CENA 6 - EXT/DIA - PÁTIO DO COLÉGIO
	Crianças no pátio de uma escola. O menino Edgar, 10 anos, e um
	amigo da mesma idade procuram HORTÊNCIA entre as meninas.
	Encontram. Edgar prende o espelhinho no sapato. Se aproxima por
	trás de Hortência.
	               EDGAR (VS)
	               A brincadeira preferida dos guris era colocar um
	               espelhinho amarrado no sapato para olhar as
	               calcinhas das gurias.
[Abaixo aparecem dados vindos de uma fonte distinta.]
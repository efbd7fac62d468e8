// Viewer event loop and terminal lifecycle
use crate::application::curve_service::{CurveService, QueryOutcome};
use crate::infrastructure::config::ViewerConfig;
use crate::infrastructure::http_repository::HttpTurbineRepository;
use crate::presentation::viewer::input::QueryForm;
use crate::presentation::viewer::state::CurveView;
use crate::presentation::viewer::ui;
use anyhow::Result;
use crossterm::cursor::{Hide, Show};
use crossterm::event::{self, Event, KeyCode, KeyEvent, KeyEventKind, KeyModifiers};
use crossterm::terminal::{
    disable_raw_mode, enable_raw_mode, EnterAlternateScreen, LeaveAlternateScreen,
};
use ratatui::backend::CrosstermBackend;
use ratatui::Terminal;
use std::io;
use std::sync::Arc;
use std::time::Duration;
use tokio::sync::mpsc;

pub struct ViewerApp {
    pub form: QueryForm,
    pub view: CurveView,
    service: CurveService,
    tx: mpsc::UnboundedSender<(u64, QueryOutcome)>,
    rx: mpsc::UnboundedReceiver<(u64, QueryOutcome)>,
}

impl ViewerApp {
    pub fn new(service: CurveService) -> Self {
        let (tx, rx) = mpsc::unbounded_channel();
        Self {
            form: QueryForm::new(),
            view: CurveView::new(),
            service,
            tx,
            rx,
        }
    }

    /// Apply any completed fetches. Stale completions are dropped by the
    /// view's sequence check.
    pub fn drain_completions(&mut self) {
        while let Ok((seq, outcome)) = self.rx.try_recv() {
            self.view.apply(seq, outcome);
        }
    }

    /// Validate the form and, if it passes, run the fetch on a
    /// background task. The trigger is inert while a fetch is in flight.
    pub fn trigger_fetch(&mut self) {
        if self.view.is_loading() {
            return;
        }
        let Some(query) = self.form.submit() else {
            return;
        };
        let seq = self.view.begin();
        let service = self.service.clone();
        let tx = self.tx.clone();
        tokio::spawn(async move {
            let outcome = service.fetch_curve(&query).await;
            // The receiver is gone only when the viewer is shutting down.
            let _ = tx.send((seq, outcome));
        });
    }

    /// Returns true when the viewer should quit.
    pub fn handle_key(&mut self, key: KeyEvent) -> bool {
        if key.modifiers.contains(KeyModifiers::CONTROL)
            && matches!(key.code, KeyCode::Char('q') | KeyCode::Char('c'))
        {
            return true;
        }
        match key.code {
            KeyCode::Esc => {
                self.view.dismiss();
                self.form.field_error = None;
            }
            KeyCode::Tab => self.form.focus_next(),
            KeyCode::BackTab => self.form.focus_previous(),
            KeyCode::Enter => self.trigger_fetch(),
            KeyCode::Backspace => self.form.backspace(),
            KeyCode::Char(c) => self.form.push_char(c),
            _ => {}
        }
        false
    }
}

pub async fn run(config: ViewerConfig) -> Result<()> {
    let repository = Arc::new(HttpTurbineRepository::new(
        &config.base_url,
        Duration::from_secs(config.request_timeout_secs),
    )?);
    let mut app = ViewerApp::new(CurveService::new(repository));

    enable_raw_mode()?;
    let mut stdout = io::stdout();
    crossterm::execute!(stdout, EnterAlternateScreen, Hide)?;
    let backend = CrosstermBackend::new(stdout);
    let mut terminal = Terminal::new(backend)?;

    let result = run_loop(&mut terminal, &mut app);
    cleanup_terminal(&mut terminal)?;
    result
}

fn run_loop(
    terminal: &mut Terminal<CrosstermBackend<io::Stdout>>,
    app: &mut ViewerApp,
) -> Result<()> {
    loop {
        app.drain_completions();
        terminal.draw(|frame| ui::draw(frame, &app.form, &app.view))?;
        if event::poll(Duration::from_millis(100))? {
            if let Event::Key(key) = event::read()? {
                if key.kind == KeyEventKind::Press && app.handle_key(key) {
                    break;
                }
            }
        }
    }
    Ok(())
}

fn cleanup_terminal(terminal: &mut Terminal<CrosstermBackend<io::Stdout>>) -> Result<()> {
    disable_raw_mode()?;
    crossterm::execute!(terminal.backend_mut(), LeaveAlternateScreen, Show)?;
    terminal.show_cursor()?;
    Ok(())
}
O meu melhor amigo apostou
	               que eu não teria coragem de ver qual a cor das
	               calcinhas da Hortência. Para manter a minha fama,
	               eu aceitei a aposta. Só que deu tudo errado.
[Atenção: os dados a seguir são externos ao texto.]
// Application layer - Use cases and data access seams
pub mod curve_service;
pub mod turbine_repository;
	Hortência deixa cair o lápis, vê o espelhinho, encara Edgar e dá-
	lhe um tabefe na cara. Todos ficam rindo. Hortência encara Edgar.
	               EDGAR (OFF)
	               Eu não tive nenhuma reação. Fiquei lá imóvel,
	               pensando na grande bobagem que tinha feito. Eu
	               nunca consegui esquecer o som das gargalhadas dos
	               meus colegas e, principalmente, o olhar da
	               Hortência.
	Edgar termina de vestir o pijama, senta na cama ao lado de
	Carmem.
	               EDGAR
	               Eu nunca mais fui o mesmo. Comecei a tirar notas
	               baixas, perdi a reeleição para presidente da turma
	               e a faixa de capitão do time. Como eu poderia
	               peitar um juiz se apanhava de menina na cara? Mas
	               o pior foi o apelido que tive que carregar até
	               trocar de colégio: bochecha.
	               CARMEM
	               Bochecha, Edgar! Que apelido engraçado!
	               EDGAR
	               Eu não acho nada engraçado.
	               CARMEM
	               Mas já faz tanto tempo!
	               EDGAR
	               Pra mim parece que foi ontem.
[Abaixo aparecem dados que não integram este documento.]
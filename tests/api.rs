// End-to-end tests: CSV store -> axum service -> HTTP repository -> curve service
use std::net::SocketAddr;
use std::sync::Arc;
use std::time::Duration;

use power_curve::application::curve_service::{CurveService, QueryOutcome};
use power_curve::application::turbine_repository::{FetchError, TurbineRepository};
use power_curve::domain::query::TurbineQuery;
use power_curve::infrastructure::csv_store::CsvTurbineStore;
use power_curve::infrastructure::http_repository::HttpTurbineRepository;
use power_curve::presentation::app_state::AppState;
use power_curve::presentation::handlers;

const EXPORT: &str = "\
Dat/Zeit;Wind;Leistung
;m/s;kW
01.01.2016, 00:20;10,5;2500,0
01.01.2016, 00:10;5,3;120,7
";

async fn spawn_service() -> (SocketAddr, tempfile::TempDir) {
    let dir = tempfile::tempdir().unwrap();
    std::fs::write(dir.path().join("Turbine1.csv"), EXPORT).unwrap();
    let store = CsvTurbineStore::load(dir.path()).unwrap();
    let state = Arc::new(AppState {
        store: Arc::new(store),
    });
    let router = handlers::router(state);

    let listener = tokio::net::TcpListener::bind("127.0.0.1:0").await.unwrap();
    let addr = listener.local_addr().unwrap();
    tokio::spawn(async move {
        axum::serve(listener, router).await.unwrap();
    });
    (addr, dir)
}

fn repository(addr: SocketAddr) -> HttpTurbineRepository {
    HttpTurbineRepository::new(&format!("http://{addr}"), Duration::from_secs(5)).unwrap()
}

fn query(turbine_id: &str, start: &str, end: &str) -> TurbineQuery {
    TurbineQuery::parse(turbine_id, start, end).unwrap()
}

#[tokio::test]
async fn test_fetch_round_trip_normalizes_and_preserves_order() {
    let (addr, _dir) = spawn_service().await;
    let service = CurveService::new(Arc::new(repository(addr)));

    let outcome = service
        .fetch_curve(&query("Turbine1", "01.01.2016, 00:00", "02.01.2016, 00:00"))
        .await;

    match outcome {
        QueryOutcome::Curve { curve, skipped } => {
            // Timestamp order from the service, decimal commas normalized
            assert_eq!(curve.points, vec![(5.3, 120.7), (10.5, 2500.0)]);
            assert_eq!(skipped, 0);
            assert_eq!(curve.title, "Power Curve");
        }
        other => panic!("expected curve, got {other:?}"),
    }
}

#[tokio::test]
async fn test_empty_range_is_not_found() {
    let (addr, _dir) = spawn_service().await;
    let repository = repository(addr);

    let err = repository
        .fetch_samples(&query("Turbine1", "01.01.2017, 00:00", "02.01.2017, 00:00"))
        .await
        .unwrap_err();
    assert!(matches!(err, FetchError::NotFound));

    let outcome = CurveService::new(Arc::new(repository))
        .fetch_curve(&query("Turbine1", "01.01.2017, 00:00", "02.01.2017, 00:00"))
        .await;
    assert_eq!(outcome, QueryOutcome::NotFound);
}

#[tokio::test]
async fn test_unknown_turbine_is_not_found() {
    let (addr, _dir) = spawn_service().await;
    let err = repository(addr)
        .fetch_samples(&query("Turbine9", "01.01.2016, 00:00", "02.01.2016, 00:00"))
        .await
        .unwrap_err();
    assert!(matches!(err, FetchError::NotFound));
}

#[tokio::test]
async fn test_wire_body_keeps_locale_formatting_and_literal_details() {
    let (addr, _dir) = spawn_service().await;
    let client = reqwest::Client::new();

    let body: serde_json::Value = client
        .get(format!("http://{addr}/turbine/Turbine1/data"))
        .query(&[
            ("start_time", "01.01.2016, 00:00"),
            ("end_time", "02.01.2016, 00:00"),
        ])
        .send()
        .await
        .unwrap()
        .json()
        .await
        .unwrap();
    assert_eq!(body["turbine_id"], "Turbine1");
    assert_eq!(body["data"][0]["wind_speed"], "5,3");
    assert_eq!(body["data"][1]["power"], "2500,0");

    let response = client
        .get(format!("http://{addr}/turbine/Turbine1/data"))
        .query(&[
            ("start_time", "01.01.2017, 00:00"),
            ("end_time", "02.01.2017, 00:00"),
        ])
        .send()
        .await
        .unwrap();
    assert_eq!(response.status(), 404);
    let body: serde_json::Value = response.json().await.unwrap();
    assert_eq!(
        body["detail"],
        "No data found for the turbine ID and time range."
    );
}

#[tokio::test]
async fn test_malformed_date_is_bad_request() {
    let (addr, _dir) = spawn_service().await;
    let client = reqwest::Client::new();

    let response = client
        .get(format!("http://{addr}/turbine/Turbine1/data"))
        .query(&[
            ("start_time", "2016-01-01 00:00"),
            ("end_time", "02.01.2016, 00:00"),
        ])
        .send()
        .await
        .unwrap();
    assert_eq!(response.status(), 400);
    let body: serde_json::Value = response.json().await.unwrap();
    assert_eq!(body["detail"], "Invalid date format. Use DD.MM.YYYY, HH:MM");

    // A validated query always formats its bounds correctly, so the
    // repository never hits the 400 path.
    let result = repository(addr)
        .fetch_samples(&query("Turbine1", "01.01.2016, 00:00", "02.01.2016, 00:00"))
        .await;
    assert!(result.is_ok());
}

#[tokio::test]
async fn test_health_check() {
    let (addr, _dir) = spawn_service().await;
    let body = reqwest::get(format!("http://{addr}/healthz"))
        .await
        .unwrap()
        .text()
        .await
        .unwrap();
    assert_eq!(body, "ok");
}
CENA 7 - INT/NOITE - CASA DE CARMEM E EDGAR: SALA
	Carmem e DAIANI, a empregada, 25 anos, arrumam a mesa de jantar.
	Carmem observa o corpo de Daiani: ela é muito bonita, corpo
	perfeito.
	               NARRADOR (VS)
	               O trauma de Edgar certamente atrapalharia os
	               planos de Carmem. Mas, mesmo assim, ela não
	               desistiria. O desejo de esbofetear o seu marido
	               era mais forte que a razão. Naquela noite, durante
	               o jantar, Carmem teve uma idéia.
	               CARMEM
	               Daiani, vai servindo o jantar que eu preciso ligar
	               para a Jurema.
CENA 8 - INT/NOITE - CASA DE CARMEM E EDGAR: QUARTO
Carmem, ao telefone.
	               CARMEM
	               Jurema, tive uma idéia para dar um tapa no Edgar.
	               Sabe a Daiani, a minha cozinheira?
CENA 9 - INT/DIA - CASA DE CARMEM E EDGAR: COZINHA
Daiani experimenta um uniforme novo.
	               DAIANI
	               Dona Carmem, a senhora não acha que este uniforme
	               novo é muito curto?
	               CARMEM
	               Está ótimo, Daiani. É a última moda.
CENA 10 - INT/DIA - CASA DE CARMEM E EDGAR: SALA E COZINHA
	Daiani serve o almoço. Carmem se retira da mesa e vai até a
	cozinha, de onde fica ouvindo a conversa de Edgar e Daiani.
	               EDGAR (FQ)
	               Hum... que maravilha! De quem foi a idéia?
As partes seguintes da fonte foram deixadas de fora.